● EXERCISE BRIEF: Below are some records; copy each line in them that contains "AlphabetTooSmall".

● DATASET RECORDS:
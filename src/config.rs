// PPMX: a PPM context model coupled with a binary arithmetic coder
//
// This program is free software: you can redistribute it and/or modify
// it under the terms of the GNU General Public License as published by
// the Free Software Foundation, either version 3 of the License, or
// (at your option) any later version.
//
// This program is distributed in the hope that it will be useful,
// but WITHOUT ANY WARRANTY; without even the implied warranty of
// MERCHANTABILITY or FITNESS FOR A PARTICULAR PURPOSE.  See the
// GNU General Public License for more details.
//
// You should have received a copy of the GNU General Public License
// along with this program.  If not, see <https://www.gnu.org/licenses/>.

use crate::frequencies::SymbolIndex;
use crate::number_types::{FREQUENCY_BITS, INTERVAL_BITS};
use log::info;
use thiserror::Error;

/// Immutable parameters shared by an encoder/decoder pair. `W`, the coder's precision, is fixed
/// at compile time via [`INTERVAL_BITS`]/[`FREQUENCY_BITS`] rather than carried here: this
/// codec's `ConstrainedNum<BITS>` representation is a const generic, so picking `W` at runtime
/// would require either dynamic dispatch over every bit width or giving up the type-level
/// overflow guarantees those constants buy. A fixed, generous `W` (33 interval bits over 31
/// frequency bits) comfortably covers every alphabet this codec targets.
#[derive(Debug, Clone, Copy)]
pub struct Configuration {
    /// Maximum context order `K`.
    max_order: usize,
    /// Alphabet size `N`, excluding EOF and ESC.
    alphabet_size: usize,
}

impl Configuration {
    /// Builds a configuration for context order `max_order` and `alphabet_size` normal symbols.
    pub fn new(max_order: usize, alphabet_size: usize) -> Result<Self, ConfigurationError> {
        if alphabet_size < 1 {
            return Err(ConfigurationError::AlphabetTooSmall(alphabet_size));
        }
        if INTERVAL_BITS < FREQUENCY_BITS + 2 {
            return Err(ConfigurationError::PrecisionTooSmall {
                interval_bits: INTERVAL_BITS,
                frequency_bits: FREQUENCY_BITS,
            });
        }
        info!(
            "Configuration: max_order={max_order}, alphabet_size={alphabet_size}, interval_bits={INTERVAL_BITS}, frequency_bits={FREQUENCY_BITS}"
        );
        Ok(Self {
            max_order,
            alphabet_size,
        })
    }

    pub fn max_order(&self) -> usize {
        self.max_order
    }

    pub fn alphabet_size(&self) -> usize {
        self.alphabet_size
    }

    /// The distinguished end-of-stream symbol, `N`.
    pub fn eof_symbol(&self) -> SymbolIndex {
        self.alphabet_size
    }

    /// The escape pseudo-symbol, `N+1`.
    pub fn esc_symbol(&self) -> SymbolIndex {
        self.alphabet_size + 1
    }

    /// Size of the order-(-1) fallback alphabet: every normal symbol plus EOF, but not ESC (the
    /// fallback never escapes).
    pub fn fallback_alphabet(&self) -> usize {
        self.alphabet_size + 1
    }
}

#[derive(Debug, Error)]
pub enum ConfigurationError {
    #[error("alphabet size N must be at least 1, got {0}")]
    AlphabetTooSmall(usize),

    #[error(
        "precision too small: INTERVAL_BITS ({interval_bits}) must be at least FREQUENCY_BITS + 2 ({})",
        frequency_bits + 2
    )]
    PrecisionTooSmall { interval_bits: u32, frequency_bits: u32 },
}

● YOUR RESPONSE:
            return Err(ConfigurationError::AlphabetTooSmall(alphabet_size));
    AlphabetTooSmall(usize),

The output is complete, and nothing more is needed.